• _Activity_
Count the lines in the entries below that include the word "SweeperStatus". Give nothing but the number.

[Extracted records]
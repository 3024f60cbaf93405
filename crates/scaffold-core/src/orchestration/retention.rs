use std::sync::atomic::{AtomicBool, Ordering};
use std::sync::{Arc, Mutex, MutexGuard, PoisonError};
use std::time::Duration;

use serde::{Deserialize, Serialize};
use tokio::sync::oneshot;
use tokio::task::JoinHandle;
use tokio::time::{Instant, MissedTickBehavior};

use crate::models::now_millis;
use crate::orchestration::{RetentionLimits, TaskRegistry};
use crate::session::SessionStoreFactory;

pub const DEFAULT_MAX_COMPLETED_TASKS: usize = 50;
pub const DEFAULT_MAX_FAILED_TASKS: usize = 20;
pub const DEFAULT_CLEANUP_INTERVAL_MS: u64 = 5 * 60 * 1000;

#[derive(Clone, Copy, Debug, Eq, PartialEq, Serialize, Deserialize)]
#[serde(rename_all = "camelCase")]
pub struct RetentionOptions {
    pub max_completed_tasks: usize,
    pub max_failed_tasks: usize,
    #[serde(rename = "cleanupInterval")]
    pub cleanup_interval_ms: u64,
}

impl RetentionOptions {
    pub fn cleanup_interval(&self) -> Duration {
        Duration::from_millis(self.cleanup_interval_ms.max(1))
    }

    pub fn limits(&self) -> RetentionLimits {
        RetentionLimits {
            max_completed_tasks: self.max_completed_tasks,
            max_failed_tasks: self.max_failed_tasks,
        }
    }
}

impl Default for RetentionOptions {
    fn default() -> Self {
        Self {
            max_completed_tasks: DEFAULT_MAX_COMPLETED_TASKS,
            max_failed_tasks: DEFAULT_MAX_FAILED_TASKS,
            cleanup_interval_ms: DEFAULT_CLEANUP_INTERVAL_MS,
        }
    }
}

#[derive(Clone, Copy, Debug, Default, Eq, PartialEq, Deserialize)]
#[serde(rename_all = "camelCase")]
pub struct RetentionOptionsUpdate {
    #[serde(default)]
    pub max_completed_tasks: Option<usize>,
    #[serde(default)]
    pub max_failed_tasks: Option<usize>,
    #[serde(default, rename = "cleanupInterval")]
    pub cleanup_interval_ms: Option<u64>,
}

#[derive(Clone, Copy, Debug, Eq, PartialEq, Serialize)]
#[serde(rename_all = "camelCase")]
pub struct SweepReport {
    pub finished_at: i64,
    pub sessions_scanned: usize,
    pub sessions_expired: usize,
    pub tasks_removed: usize,
}

#[derive(Clone, Copy, Debug, Eq, PartialEq, Serialize)]
#[serde(rename_all = "camelCase")]
pub struct SweeperStatus {
    pub is_running: bool,
    pub is_active: bool,
    pub options: RetentionOptions,
    pub last_run: Option<SweepReport>,
}

struct SweeperInner {
    factory: Arc<SessionStoreFactory>,
    registry: TaskRegistry,
    options: Mutex<RetentionOptions>,
    in_progress: AtomicBool,
    last_run: Mutex<Option<SweepReport>>,
}

struct SweepTimer {
    stop: oneshot::Sender<()>,
    handle: JoinHandle<()>,
}

/// Periodically expires idle sessions and trims finished tasks in every live session.
pub struct TaskRetentionSweeper {
    inner: Arc<SweeperInner>,
    timer: Mutex<Option<SweepTimer>>,
}

impl TaskRetentionSweeper {
    pub fn new(
        factory: Arc<SessionStoreFactory>,
        registry: TaskRegistry,
        options: RetentionOptions,
    ) -> Self {
        Self {
            inner: Arc::new(SweeperInner {
                factory,
                registry,
                options: Mutex::new(options),
                in_progress: AtomicBool::new(false),
                last_run: Mutex::new(None),
            }),
            timer: Mutex::new(None),
        }
    }

    /// Starts the periodic timer on the current tokio runtime. Returns `false`
    /// when the timer is already running.
    pub fn start(&self) -> bool {
        let mut timer = lock(&self.timer);
        if timer.as_ref().is_some_and(|active| !active.handle.is_finished()) {
            tracing::warn!("task cleanup service is already running");
            return false;
        }

        let period = self.inner.options().cleanup_interval();
        let inner = self.inner.clone();
        let (stop, mut stopped) = oneshot::channel();
        let handle = tokio::spawn(async move {
            let mut ticker = tokio::time::interval_at(Instant::now() + period, period);
            ticker.set_missed_tick_behavior(MissedTickBehavior::Skip);
            loop {
                tokio::select! {
                    _ = &mut stopped => break,
                    _ = ticker.tick() => {
                        inner.run_cleanup();
                    }
                }
            }
        });

        *timer = Some(SweepTimer { stop, handle });
        tracing::info!(interval_ms = period.as_millis() as u64, "started task cleanup service");
        true
    }

    /// Stops the timer. Returns whether one was running.
    pub fn stop(&self) -> bool {
        let Some(active) = lock(&self.timer).take() else {
            return false;
        };
        if active.stop.send(()).is_err() {
            active.handle.abort();
        }
        tracing::info!("stopped task cleanup service");
        true
    }

    /// One cleanup cycle; returns the number of tasks removed. A call made
    /// while another cycle is in progress does nothing and returns 0.
    pub fn run_cleanup(&self) -> usize {
        self.inner.run_cleanup()
    }

    pub fn update_options(&self, update: RetentionOptionsUpdate) -> RetentionOptions {
        let mut options = lock(&self.inner.options);
        if let Some(max_completed_tasks) = update.max_completed_tasks {
            options.max_completed_tasks = max_completed_tasks;
        }
        if let Some(max_failed_tasks) = update.max_failed_tasks {
            options.max_failed_tasks = max_failed_tasks;
        }
        if let Some(cleanup_interval_ms) = update.cleanup_interval_ms {
            options.cleanup_interval_ms = cleanup_interval_ms;
        }
        let updated = *options;
        tracing::info!(options = ?updated, "updated task cleanup options");
        updated
    }

    pub fn status(&self) -> SweeperStatus {
        let is_active = lock(&self.timer)
            .as_ref()
            .is_some_and(|active| !active.handle.is_finished());
        SweeperStatus {
            is_running: self.inner.in_progress.load(Ordering::SeqCst),
            is_active,
            options: self.inner.options(),
            last_run: *lock(&self.inner.last_run),
        }
    }
}

impl Drop for TaskRetentionSweeper {
    fn drop(&mut self) {
        if let Some(active) = lock(&self.timer).take() {
            active.handle.abort();
        }
    }
}

impl SweeperInner {
    fn options(&self) -> RetentionOptions {
        *lock(&self.options)
    }

    fn run_cleanup(&self) -> usize {
        if self
            .in_progress
            .compare_exchange(false, true, Ordering::SeqCst, Ordering::SeqCst)
            .is_err()
        {
            tracing::debug!("cleanup already in progress, skipping");
            return 0;
        }
        let _in_progress = InProgress(&self.in_progress);

        let limits = self.options().limits();
        let sessions_expired = self.factory.cleanup_expired_sessions().unwrap_or_else(|error| {
            tracing::error!(message = %error.message, "failed to expire idle sessions");
            0
        });
        let sessions = self.factory.active_sessions().unwrap_or_else(|error| {
            tracing::error!(message = %error.message, "failed to list active sessions");
            Vec::new()
        });

        let mut tasks_removed = 0;
        for session in &sessions {
            let cleaned = self
                .factory
                .existing_database(session.as_str())
                .and_then(|database| match database {
                    Some(database) => self.registry.cleanup_session_tasks(
                        database.store.as_ref(),
                        &database.key,
                        limits,
                    ),
                    None => Ok(0),
                });
            match cleaned {
                Ok(count) => tasks_removed += count,
                Err(error) => tracing::error!(
                    session = %session,
                    kind = ?error.kind,
                    message = %error.message,
                    "error cleaning up tasks for session"
                ),
            }
        }

        tracing::info!(
            tasks_removed,
            sessions = sessions.len(),
            sessions_expired,
            "task cleanup cycle completed"
        );
        *lock(&self.last_run) = Some(SweepReport {
            finished_at: now_millis(),
            sessions_scanned: sessions.len(),
            sessions_expired,
            tasks_removed,
        });
        tasks_removed
    }
}

struct InProgress<'a>(&'a AtomicBool);

impl Drop for InProgress<'_> {
    fn drop(&mut self) {
        self.0.store(false, Ordering::SeqCst);
    }
}

fn lock<T>(mutex: &Mutex<T>) -> MutexGuard<'_, T> {
    mutex.lock().unwrap_or_else(PoisonError::into_inner)
}

#[cfg(test)]
mod tests {
    use std::sync::Arc;
    use std::time::Duration;

    use std::sync::atomic::Ordering;

    use super::{RetentionOptions, RetentionOptionsUpdate, TaskRetentionSweeper};
    use crate::models::{CreateTask, TaskStatus, TaskUpdate};
    use crate::orchestration::TaskRegistry;
    use crate::session::{SessionFactoryConfig, SessionStoreFactory};

    fn sweeper(interval_ms: u64) -> TaskRetentionSweeper {
        let factory = Arc::new(SessionStoreFactory::new(SessionFactoryConfig::default()).unwrap());
        TaskRetentionSweeper::new(
            factory,
            TaskRegistry::new(),
            RetentionOptions {
                cleanup_interval_ms: interval_ms,
                ..RetentionOptions::default()
            },
        )
    }

    #[tokio::test(start_paused = true)]
    async fn start_is_idempotent_and_stop_deactivates() {
        let sweeper = sweeper(1_000);
        assert!(sweeper.start());
        assert!(!sweeper.start());
        assert!(sweeper.status().is_active);

        assert!(sweeper.stop());
        assert!(!sweeper.stop());
        assert!(!sweeper.status().is_active);
    }

    #[tokio::test(start_paused = true)]
    async fn timer_runs_cleanup_each_interval() {
        let sweeper = sweeper(1_000);
        sweeper.start();
        assert!(sweeper.status().last_run.is_none());

        tokio::time::sleep(Duration::from_millis(1_500)).await;
        let last_run = sweeper.status().last_run.expect("expected a completed cycle");
        assert_eq!(last_run.tasks_removed, 0);

        sweeper.stop();
    }

    #[test]
    fn overlapping_cycle_does_nothing() {
        let factory = Arc::new(SessionStoreFactory::new(SessionFactoryConfig::default()).unwrap());
        let registry = TaskRegistry::new();
        let database = factory.get_database("s1").unwrap();
        for name in ["a", "b", "c"] {
            let task = registry
                .create_task(database.store.as_ref(), &database.key, CreateTask::named(name))
                .unwrap();
            registry
                .update_task(
                    database.store.as_ref(),
                    &database.key,
                    &task.id,
                    TaskUpdate::status(TaskStatus::Completed),
                )
                .unwrap();
        }
        let sweeper = TaskRetentionSweeper::new(
            factory,
            registry,
            RetentionOptions {
                max_completed_tasks: 1,
                ..RetentionOptions::default()
            },
        );

        sweeper.inner.in_progress.store(true, Ordering::SeqCst);
        assert!(sweeper.status().is_running);
        assert_eq!(sweeper.run_cleanup(), 0);
        assert!(sweeper.status().last_run.is_none());
        assert_eq!(
            registry
                .task_stats(database.store.as_ref(), &database.key)
                .unwrap()
                .completed,
            3
        );

        sweeper.inner.in_progress.store(false, Ordering::SeqCst);
        assert_eq!(sweeper.run_cleanup(), 2);
        assert!(!sweeper.status().is_running);
    }

    #[test]
    fn update_options_merges_partial_values() {
        let sweeper = sweeper(1_000);
        let updated = sweeper.update_options(RetentionOptionsUpdate {
            max_failed_tasks: Some(3),
            ..RetentionOptionsUpdate::default()
        });

        assert_eq!(updated.max_failed_tasks, 3);
        assert_eq!(updated.max_completed_tasks, RetentionOptions::default().max_completed_tasks);
        assert_eq!(sweeper.status().options, updated);
    }

    #[test]
    fn status_serializes_with_camel_case_keys() {
        let status = sweeper(1_000).status();
        let value = serde_json::to_value(status).unwrap();
        assert_eq!(value["isRunning"], false);
        assert_eq!(value["isActive"], false);
        assert_eq!(value["options"]["cleanupInterval"], 1_000);
        assert!(value["lastRun"].is_null());
    }
}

• _Result below_
3